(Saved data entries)
----

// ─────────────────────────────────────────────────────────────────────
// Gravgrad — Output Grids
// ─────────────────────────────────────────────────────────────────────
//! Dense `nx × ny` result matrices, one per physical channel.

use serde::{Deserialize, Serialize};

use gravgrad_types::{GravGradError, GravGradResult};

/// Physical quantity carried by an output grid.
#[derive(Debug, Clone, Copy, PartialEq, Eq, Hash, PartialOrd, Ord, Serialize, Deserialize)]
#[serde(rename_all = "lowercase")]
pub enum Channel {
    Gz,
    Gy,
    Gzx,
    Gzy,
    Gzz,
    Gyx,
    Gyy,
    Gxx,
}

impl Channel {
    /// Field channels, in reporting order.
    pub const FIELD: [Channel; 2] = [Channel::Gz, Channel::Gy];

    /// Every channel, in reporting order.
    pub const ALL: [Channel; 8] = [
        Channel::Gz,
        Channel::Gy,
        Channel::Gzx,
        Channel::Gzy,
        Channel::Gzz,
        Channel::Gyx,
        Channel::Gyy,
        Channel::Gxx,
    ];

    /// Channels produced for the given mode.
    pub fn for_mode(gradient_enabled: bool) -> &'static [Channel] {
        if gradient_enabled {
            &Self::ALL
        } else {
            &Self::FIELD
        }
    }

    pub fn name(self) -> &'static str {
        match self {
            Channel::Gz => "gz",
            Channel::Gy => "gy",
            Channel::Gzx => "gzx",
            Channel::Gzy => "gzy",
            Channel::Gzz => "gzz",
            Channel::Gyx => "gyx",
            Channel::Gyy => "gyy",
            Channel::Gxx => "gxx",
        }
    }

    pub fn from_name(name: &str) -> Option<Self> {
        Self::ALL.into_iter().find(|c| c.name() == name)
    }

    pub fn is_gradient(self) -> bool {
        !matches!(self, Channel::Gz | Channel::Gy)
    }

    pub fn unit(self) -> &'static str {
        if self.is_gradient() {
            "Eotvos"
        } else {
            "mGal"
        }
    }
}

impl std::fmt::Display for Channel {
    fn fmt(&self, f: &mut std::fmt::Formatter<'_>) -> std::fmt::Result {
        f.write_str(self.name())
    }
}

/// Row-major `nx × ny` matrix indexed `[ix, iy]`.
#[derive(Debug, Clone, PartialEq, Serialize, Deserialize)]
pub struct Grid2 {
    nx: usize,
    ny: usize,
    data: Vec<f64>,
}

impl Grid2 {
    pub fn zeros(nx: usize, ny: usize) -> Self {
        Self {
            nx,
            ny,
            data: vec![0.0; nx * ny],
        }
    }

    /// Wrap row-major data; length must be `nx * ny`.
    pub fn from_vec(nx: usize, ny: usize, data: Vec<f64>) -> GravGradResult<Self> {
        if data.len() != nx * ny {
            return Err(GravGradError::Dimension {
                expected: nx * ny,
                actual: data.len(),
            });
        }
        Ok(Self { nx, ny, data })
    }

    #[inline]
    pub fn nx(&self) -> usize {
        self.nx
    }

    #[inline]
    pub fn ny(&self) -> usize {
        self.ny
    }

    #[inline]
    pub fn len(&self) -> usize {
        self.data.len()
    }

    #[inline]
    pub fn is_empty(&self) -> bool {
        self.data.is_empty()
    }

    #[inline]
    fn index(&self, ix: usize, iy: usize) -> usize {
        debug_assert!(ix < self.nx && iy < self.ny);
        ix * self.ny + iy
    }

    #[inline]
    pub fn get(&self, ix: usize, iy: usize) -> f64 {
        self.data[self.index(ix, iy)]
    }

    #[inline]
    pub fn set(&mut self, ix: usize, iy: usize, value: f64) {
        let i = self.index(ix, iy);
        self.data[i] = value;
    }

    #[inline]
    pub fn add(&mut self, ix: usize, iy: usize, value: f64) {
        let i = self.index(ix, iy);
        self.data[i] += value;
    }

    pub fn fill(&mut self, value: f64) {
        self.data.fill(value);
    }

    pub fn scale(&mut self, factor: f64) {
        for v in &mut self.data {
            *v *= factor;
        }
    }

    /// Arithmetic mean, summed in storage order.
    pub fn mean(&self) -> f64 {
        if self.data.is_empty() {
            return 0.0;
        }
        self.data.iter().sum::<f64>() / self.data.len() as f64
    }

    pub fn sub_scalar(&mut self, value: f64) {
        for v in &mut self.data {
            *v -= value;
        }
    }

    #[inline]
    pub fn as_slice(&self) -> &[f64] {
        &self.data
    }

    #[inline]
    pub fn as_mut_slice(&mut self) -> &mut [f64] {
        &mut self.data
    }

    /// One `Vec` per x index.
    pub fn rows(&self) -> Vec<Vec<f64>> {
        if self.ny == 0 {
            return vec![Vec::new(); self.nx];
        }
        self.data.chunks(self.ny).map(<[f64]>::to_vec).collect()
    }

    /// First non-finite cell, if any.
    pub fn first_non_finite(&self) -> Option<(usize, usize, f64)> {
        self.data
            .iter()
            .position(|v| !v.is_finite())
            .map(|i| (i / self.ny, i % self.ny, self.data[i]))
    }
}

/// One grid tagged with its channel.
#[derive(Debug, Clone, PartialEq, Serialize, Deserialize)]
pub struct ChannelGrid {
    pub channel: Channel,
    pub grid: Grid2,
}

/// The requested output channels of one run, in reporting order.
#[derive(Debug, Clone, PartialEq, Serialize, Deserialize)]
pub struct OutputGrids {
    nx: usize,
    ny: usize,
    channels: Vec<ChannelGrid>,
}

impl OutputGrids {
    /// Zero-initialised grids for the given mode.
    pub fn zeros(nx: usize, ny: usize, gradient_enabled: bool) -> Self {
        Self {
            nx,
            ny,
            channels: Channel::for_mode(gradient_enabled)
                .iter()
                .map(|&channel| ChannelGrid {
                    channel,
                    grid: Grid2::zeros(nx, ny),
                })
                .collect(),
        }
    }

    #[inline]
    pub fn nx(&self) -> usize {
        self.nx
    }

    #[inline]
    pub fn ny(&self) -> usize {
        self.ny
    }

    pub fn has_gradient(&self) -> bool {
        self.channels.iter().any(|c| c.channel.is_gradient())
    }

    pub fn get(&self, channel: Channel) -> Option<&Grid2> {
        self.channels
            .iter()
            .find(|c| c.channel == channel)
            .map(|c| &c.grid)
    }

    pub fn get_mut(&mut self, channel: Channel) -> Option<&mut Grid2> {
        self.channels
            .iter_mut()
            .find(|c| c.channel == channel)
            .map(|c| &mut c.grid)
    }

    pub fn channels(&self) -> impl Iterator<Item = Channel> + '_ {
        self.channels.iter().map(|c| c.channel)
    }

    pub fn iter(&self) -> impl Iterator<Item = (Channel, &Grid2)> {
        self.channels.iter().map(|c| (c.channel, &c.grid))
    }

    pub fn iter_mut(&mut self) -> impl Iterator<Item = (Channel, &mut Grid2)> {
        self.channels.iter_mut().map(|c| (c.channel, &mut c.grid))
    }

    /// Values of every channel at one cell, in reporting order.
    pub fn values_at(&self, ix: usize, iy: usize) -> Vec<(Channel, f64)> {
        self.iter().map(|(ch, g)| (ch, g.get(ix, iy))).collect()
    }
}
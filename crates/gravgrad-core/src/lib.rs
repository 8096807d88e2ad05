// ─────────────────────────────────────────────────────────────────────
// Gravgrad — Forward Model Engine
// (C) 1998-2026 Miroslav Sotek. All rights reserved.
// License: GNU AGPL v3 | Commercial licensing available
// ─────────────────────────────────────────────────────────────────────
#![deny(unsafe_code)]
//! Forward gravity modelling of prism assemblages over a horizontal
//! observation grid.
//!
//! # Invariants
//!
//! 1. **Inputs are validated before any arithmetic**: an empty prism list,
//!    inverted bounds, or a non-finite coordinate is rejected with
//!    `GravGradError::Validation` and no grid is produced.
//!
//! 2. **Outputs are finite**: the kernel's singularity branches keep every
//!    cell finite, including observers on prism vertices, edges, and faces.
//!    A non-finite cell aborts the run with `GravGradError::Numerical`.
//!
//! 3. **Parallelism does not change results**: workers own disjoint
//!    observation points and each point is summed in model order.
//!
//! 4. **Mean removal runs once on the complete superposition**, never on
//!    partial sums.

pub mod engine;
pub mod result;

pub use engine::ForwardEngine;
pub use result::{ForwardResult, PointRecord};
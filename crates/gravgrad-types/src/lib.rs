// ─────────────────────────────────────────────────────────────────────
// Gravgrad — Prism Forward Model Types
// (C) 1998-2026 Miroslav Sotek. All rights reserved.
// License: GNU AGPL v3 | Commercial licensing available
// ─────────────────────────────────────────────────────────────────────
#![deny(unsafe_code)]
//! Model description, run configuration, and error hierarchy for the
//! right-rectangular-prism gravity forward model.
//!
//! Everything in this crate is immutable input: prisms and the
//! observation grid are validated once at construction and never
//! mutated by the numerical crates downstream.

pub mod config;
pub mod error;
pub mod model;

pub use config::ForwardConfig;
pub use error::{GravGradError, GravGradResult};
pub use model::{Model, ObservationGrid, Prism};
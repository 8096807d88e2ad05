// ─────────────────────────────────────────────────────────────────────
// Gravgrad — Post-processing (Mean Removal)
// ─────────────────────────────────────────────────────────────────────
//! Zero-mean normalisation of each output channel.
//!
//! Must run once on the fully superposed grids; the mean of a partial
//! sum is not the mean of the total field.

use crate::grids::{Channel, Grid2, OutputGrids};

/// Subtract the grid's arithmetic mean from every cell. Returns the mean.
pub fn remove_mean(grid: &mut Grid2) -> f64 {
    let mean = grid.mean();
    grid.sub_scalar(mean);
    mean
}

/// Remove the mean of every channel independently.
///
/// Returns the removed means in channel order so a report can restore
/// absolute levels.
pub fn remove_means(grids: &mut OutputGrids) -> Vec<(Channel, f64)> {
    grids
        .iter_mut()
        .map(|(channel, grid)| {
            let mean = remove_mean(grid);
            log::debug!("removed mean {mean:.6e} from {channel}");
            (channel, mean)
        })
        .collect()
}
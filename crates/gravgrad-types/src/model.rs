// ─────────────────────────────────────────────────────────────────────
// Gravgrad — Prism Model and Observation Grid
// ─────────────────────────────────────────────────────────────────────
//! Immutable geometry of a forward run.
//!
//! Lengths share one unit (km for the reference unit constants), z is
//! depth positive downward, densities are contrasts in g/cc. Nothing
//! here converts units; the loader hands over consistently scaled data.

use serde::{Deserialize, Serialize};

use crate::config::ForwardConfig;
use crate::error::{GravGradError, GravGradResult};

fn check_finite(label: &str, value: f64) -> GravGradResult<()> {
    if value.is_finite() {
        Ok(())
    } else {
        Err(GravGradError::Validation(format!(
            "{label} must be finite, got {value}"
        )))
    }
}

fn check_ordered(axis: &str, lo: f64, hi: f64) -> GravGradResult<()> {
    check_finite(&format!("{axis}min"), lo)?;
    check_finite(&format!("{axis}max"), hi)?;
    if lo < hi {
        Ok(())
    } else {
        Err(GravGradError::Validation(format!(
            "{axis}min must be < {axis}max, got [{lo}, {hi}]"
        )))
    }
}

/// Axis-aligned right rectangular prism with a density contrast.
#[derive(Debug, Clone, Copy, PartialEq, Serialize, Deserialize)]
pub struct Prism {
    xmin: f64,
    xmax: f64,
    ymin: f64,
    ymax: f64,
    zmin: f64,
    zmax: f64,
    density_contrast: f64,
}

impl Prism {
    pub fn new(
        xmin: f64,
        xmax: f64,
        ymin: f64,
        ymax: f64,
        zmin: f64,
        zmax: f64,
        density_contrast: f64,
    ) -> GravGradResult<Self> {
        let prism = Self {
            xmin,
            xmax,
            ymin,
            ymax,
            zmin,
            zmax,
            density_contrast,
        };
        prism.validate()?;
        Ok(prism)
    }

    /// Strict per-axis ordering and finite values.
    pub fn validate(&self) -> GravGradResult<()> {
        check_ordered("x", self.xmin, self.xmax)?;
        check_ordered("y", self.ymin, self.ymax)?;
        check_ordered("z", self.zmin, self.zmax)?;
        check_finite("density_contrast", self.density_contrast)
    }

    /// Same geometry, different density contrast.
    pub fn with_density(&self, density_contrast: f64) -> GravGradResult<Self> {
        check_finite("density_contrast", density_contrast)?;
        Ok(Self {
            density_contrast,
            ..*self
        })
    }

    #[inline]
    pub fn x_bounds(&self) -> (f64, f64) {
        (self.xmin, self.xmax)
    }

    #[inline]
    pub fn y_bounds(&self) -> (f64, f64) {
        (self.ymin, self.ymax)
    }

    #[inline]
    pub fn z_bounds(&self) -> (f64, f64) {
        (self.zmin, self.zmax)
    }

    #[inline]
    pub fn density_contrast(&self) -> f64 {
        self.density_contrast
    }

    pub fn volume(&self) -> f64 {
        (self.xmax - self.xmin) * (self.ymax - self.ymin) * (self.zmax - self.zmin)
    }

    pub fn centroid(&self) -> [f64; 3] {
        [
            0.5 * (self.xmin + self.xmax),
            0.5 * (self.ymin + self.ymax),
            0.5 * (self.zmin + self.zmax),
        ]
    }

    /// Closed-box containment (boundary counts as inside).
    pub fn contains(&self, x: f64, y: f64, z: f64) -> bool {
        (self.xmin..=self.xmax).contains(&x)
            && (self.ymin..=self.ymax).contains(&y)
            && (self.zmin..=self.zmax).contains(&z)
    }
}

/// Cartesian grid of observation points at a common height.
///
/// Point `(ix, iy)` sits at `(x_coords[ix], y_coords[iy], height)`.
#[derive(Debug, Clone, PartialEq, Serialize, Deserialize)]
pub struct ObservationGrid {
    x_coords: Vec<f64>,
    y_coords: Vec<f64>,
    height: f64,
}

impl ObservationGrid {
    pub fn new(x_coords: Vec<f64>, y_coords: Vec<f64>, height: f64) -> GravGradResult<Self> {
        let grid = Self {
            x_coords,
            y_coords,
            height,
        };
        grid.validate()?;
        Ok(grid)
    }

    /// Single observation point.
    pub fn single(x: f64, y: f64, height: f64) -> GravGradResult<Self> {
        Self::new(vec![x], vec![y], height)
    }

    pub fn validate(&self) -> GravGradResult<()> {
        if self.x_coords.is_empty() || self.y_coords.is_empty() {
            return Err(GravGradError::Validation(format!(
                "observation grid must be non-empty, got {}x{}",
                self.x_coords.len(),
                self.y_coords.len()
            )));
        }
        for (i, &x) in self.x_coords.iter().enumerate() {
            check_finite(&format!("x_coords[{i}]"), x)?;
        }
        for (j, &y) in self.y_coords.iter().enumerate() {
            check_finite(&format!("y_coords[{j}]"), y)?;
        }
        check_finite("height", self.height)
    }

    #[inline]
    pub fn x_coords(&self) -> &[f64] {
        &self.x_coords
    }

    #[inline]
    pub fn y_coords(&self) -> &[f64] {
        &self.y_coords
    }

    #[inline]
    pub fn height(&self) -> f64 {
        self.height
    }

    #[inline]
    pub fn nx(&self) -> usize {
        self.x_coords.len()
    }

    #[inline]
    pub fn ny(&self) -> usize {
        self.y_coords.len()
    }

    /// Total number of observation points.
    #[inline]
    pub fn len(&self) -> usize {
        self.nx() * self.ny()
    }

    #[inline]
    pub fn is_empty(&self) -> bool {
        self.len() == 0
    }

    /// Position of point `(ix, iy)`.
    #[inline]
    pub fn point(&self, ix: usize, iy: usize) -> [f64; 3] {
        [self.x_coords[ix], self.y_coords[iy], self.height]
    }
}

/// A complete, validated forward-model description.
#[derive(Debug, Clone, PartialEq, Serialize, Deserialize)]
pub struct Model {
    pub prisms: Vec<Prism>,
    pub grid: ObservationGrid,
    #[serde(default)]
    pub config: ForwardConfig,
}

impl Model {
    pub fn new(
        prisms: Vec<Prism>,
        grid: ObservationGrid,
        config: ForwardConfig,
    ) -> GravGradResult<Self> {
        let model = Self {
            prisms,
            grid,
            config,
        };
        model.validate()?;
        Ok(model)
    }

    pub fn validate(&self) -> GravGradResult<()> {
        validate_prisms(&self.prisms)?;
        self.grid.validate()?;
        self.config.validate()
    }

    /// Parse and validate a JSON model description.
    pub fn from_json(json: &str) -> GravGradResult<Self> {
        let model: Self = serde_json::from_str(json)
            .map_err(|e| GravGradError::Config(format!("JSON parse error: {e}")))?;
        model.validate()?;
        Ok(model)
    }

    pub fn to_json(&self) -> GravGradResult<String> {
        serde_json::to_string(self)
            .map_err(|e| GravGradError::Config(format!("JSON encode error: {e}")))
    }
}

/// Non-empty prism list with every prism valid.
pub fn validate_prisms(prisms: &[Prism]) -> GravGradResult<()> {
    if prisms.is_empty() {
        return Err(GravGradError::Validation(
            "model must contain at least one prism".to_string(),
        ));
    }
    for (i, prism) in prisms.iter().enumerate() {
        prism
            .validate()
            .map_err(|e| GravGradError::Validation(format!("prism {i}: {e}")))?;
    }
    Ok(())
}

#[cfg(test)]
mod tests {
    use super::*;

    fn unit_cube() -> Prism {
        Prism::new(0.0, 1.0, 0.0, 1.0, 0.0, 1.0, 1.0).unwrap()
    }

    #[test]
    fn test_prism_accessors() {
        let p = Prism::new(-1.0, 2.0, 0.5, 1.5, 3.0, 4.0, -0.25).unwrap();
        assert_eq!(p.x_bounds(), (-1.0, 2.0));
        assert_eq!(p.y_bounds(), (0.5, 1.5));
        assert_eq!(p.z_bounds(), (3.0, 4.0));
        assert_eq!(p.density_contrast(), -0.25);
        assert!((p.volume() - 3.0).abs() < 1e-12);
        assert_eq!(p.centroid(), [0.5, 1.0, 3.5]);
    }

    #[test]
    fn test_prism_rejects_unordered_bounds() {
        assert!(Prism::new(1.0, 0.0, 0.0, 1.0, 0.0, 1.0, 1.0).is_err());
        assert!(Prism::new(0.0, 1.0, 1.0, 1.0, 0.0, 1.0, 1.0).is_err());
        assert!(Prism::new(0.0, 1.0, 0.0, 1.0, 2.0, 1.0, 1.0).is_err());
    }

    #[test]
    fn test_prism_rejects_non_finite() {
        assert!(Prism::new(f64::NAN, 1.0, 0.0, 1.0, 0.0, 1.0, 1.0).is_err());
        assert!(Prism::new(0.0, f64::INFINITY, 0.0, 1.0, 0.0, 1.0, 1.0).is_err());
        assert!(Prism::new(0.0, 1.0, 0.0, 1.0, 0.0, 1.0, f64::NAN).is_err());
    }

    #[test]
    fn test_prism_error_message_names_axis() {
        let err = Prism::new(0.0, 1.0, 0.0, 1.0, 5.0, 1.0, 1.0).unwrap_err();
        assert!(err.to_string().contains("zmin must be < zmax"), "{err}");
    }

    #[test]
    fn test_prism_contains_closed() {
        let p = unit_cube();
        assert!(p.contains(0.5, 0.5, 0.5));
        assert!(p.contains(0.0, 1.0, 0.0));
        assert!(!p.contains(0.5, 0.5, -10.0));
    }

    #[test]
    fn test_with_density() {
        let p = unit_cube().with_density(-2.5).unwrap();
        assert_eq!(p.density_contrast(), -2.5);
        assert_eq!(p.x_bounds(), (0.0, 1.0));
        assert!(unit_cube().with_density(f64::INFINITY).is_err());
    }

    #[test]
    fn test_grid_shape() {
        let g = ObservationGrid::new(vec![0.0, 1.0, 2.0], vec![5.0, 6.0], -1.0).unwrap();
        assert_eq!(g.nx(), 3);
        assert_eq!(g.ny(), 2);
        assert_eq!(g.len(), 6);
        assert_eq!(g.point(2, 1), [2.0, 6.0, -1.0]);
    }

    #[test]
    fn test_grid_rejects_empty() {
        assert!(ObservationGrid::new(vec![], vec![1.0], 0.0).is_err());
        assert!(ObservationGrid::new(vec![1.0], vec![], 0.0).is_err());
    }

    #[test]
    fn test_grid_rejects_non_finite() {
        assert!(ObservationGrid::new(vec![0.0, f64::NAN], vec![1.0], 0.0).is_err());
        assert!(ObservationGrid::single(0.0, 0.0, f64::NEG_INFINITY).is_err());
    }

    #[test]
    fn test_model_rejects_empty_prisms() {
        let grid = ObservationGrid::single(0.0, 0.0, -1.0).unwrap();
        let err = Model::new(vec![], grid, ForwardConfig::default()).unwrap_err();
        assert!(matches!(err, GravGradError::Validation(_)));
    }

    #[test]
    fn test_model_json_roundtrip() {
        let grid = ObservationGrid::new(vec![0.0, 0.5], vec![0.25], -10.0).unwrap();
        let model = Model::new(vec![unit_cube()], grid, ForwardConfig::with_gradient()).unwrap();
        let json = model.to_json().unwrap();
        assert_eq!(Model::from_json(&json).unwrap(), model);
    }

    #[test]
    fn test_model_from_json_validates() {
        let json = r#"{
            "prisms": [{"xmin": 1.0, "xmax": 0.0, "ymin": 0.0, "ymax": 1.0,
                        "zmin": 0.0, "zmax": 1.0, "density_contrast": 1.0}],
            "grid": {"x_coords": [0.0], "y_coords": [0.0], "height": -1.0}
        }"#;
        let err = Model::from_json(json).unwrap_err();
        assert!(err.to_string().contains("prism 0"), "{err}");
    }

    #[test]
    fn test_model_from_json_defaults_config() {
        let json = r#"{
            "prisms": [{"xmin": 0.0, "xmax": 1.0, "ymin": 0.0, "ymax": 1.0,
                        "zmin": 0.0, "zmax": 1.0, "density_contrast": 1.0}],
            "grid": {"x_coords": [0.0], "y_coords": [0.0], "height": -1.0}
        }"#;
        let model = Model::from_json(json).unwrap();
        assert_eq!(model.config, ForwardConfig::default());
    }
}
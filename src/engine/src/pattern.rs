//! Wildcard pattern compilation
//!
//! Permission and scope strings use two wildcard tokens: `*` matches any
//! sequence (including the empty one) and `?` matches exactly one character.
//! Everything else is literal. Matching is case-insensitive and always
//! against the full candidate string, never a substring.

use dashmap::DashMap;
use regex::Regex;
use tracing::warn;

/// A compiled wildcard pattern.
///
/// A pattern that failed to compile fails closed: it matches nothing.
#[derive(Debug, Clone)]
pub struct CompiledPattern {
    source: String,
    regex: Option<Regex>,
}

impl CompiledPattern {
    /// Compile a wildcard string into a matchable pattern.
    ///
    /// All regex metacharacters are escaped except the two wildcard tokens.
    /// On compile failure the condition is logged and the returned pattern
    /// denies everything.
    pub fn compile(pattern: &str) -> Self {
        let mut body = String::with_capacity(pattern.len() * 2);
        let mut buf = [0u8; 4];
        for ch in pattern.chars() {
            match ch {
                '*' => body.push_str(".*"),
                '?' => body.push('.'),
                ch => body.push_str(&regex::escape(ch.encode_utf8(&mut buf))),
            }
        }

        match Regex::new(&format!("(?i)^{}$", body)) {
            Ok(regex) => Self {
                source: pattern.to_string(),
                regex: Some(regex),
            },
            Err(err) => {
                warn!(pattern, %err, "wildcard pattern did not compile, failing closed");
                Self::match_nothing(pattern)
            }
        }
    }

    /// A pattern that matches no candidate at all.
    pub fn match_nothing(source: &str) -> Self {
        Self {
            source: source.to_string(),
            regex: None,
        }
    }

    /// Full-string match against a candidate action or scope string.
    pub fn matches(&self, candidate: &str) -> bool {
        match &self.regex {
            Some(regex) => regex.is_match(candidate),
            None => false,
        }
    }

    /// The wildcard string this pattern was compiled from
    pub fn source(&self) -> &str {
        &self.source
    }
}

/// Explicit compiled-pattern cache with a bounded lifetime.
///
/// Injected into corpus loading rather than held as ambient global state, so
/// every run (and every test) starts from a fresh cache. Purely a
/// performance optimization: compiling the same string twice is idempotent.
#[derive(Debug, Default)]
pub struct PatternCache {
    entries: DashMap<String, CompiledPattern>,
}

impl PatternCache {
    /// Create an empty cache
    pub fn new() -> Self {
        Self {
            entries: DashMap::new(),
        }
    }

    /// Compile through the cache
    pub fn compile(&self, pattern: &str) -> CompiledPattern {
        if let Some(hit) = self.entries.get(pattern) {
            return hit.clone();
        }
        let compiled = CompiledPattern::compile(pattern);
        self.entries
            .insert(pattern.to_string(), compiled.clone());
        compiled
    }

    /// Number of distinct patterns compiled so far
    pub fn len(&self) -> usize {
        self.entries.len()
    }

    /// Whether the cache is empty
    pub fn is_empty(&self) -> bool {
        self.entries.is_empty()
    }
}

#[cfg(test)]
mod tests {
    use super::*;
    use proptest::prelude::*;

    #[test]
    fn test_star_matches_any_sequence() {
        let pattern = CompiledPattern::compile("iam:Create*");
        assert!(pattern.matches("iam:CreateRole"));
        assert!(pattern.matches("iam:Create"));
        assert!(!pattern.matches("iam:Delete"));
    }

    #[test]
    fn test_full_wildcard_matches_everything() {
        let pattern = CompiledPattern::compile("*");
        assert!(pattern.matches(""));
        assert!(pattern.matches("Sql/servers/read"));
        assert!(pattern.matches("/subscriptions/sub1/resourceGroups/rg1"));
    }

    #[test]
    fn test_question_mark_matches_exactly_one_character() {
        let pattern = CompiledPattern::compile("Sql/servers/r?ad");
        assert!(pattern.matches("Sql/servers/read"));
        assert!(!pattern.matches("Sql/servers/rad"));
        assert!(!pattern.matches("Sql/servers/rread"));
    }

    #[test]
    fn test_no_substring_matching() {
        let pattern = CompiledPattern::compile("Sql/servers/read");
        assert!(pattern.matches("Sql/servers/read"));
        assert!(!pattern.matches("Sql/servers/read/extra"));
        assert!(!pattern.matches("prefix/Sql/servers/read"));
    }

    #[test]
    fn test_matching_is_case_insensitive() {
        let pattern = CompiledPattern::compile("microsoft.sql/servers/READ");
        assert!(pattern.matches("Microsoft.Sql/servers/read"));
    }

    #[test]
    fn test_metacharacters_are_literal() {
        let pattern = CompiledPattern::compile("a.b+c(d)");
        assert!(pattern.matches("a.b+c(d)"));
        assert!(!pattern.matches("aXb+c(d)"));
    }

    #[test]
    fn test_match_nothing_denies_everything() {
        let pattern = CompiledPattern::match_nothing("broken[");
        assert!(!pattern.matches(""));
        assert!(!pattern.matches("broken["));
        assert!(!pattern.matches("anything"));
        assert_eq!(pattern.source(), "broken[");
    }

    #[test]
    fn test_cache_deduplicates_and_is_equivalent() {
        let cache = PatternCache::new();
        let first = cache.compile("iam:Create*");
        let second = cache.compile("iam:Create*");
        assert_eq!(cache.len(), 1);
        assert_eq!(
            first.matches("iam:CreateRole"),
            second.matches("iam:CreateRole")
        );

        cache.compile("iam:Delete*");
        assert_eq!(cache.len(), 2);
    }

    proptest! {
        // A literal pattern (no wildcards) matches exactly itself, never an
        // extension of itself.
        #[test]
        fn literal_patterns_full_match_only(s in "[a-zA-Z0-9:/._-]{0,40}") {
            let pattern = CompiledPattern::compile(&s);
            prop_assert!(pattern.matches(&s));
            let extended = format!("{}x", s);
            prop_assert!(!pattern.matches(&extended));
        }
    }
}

----

◆ **YOUR GOAL**
Given the data above, which lines hold the string "rectangular"? Return them.

◆ **TASK RESPONSE**
//! right-rectangular-prism gravity forward model.
/// Axis-aligned right rectangular prism with a density contrast.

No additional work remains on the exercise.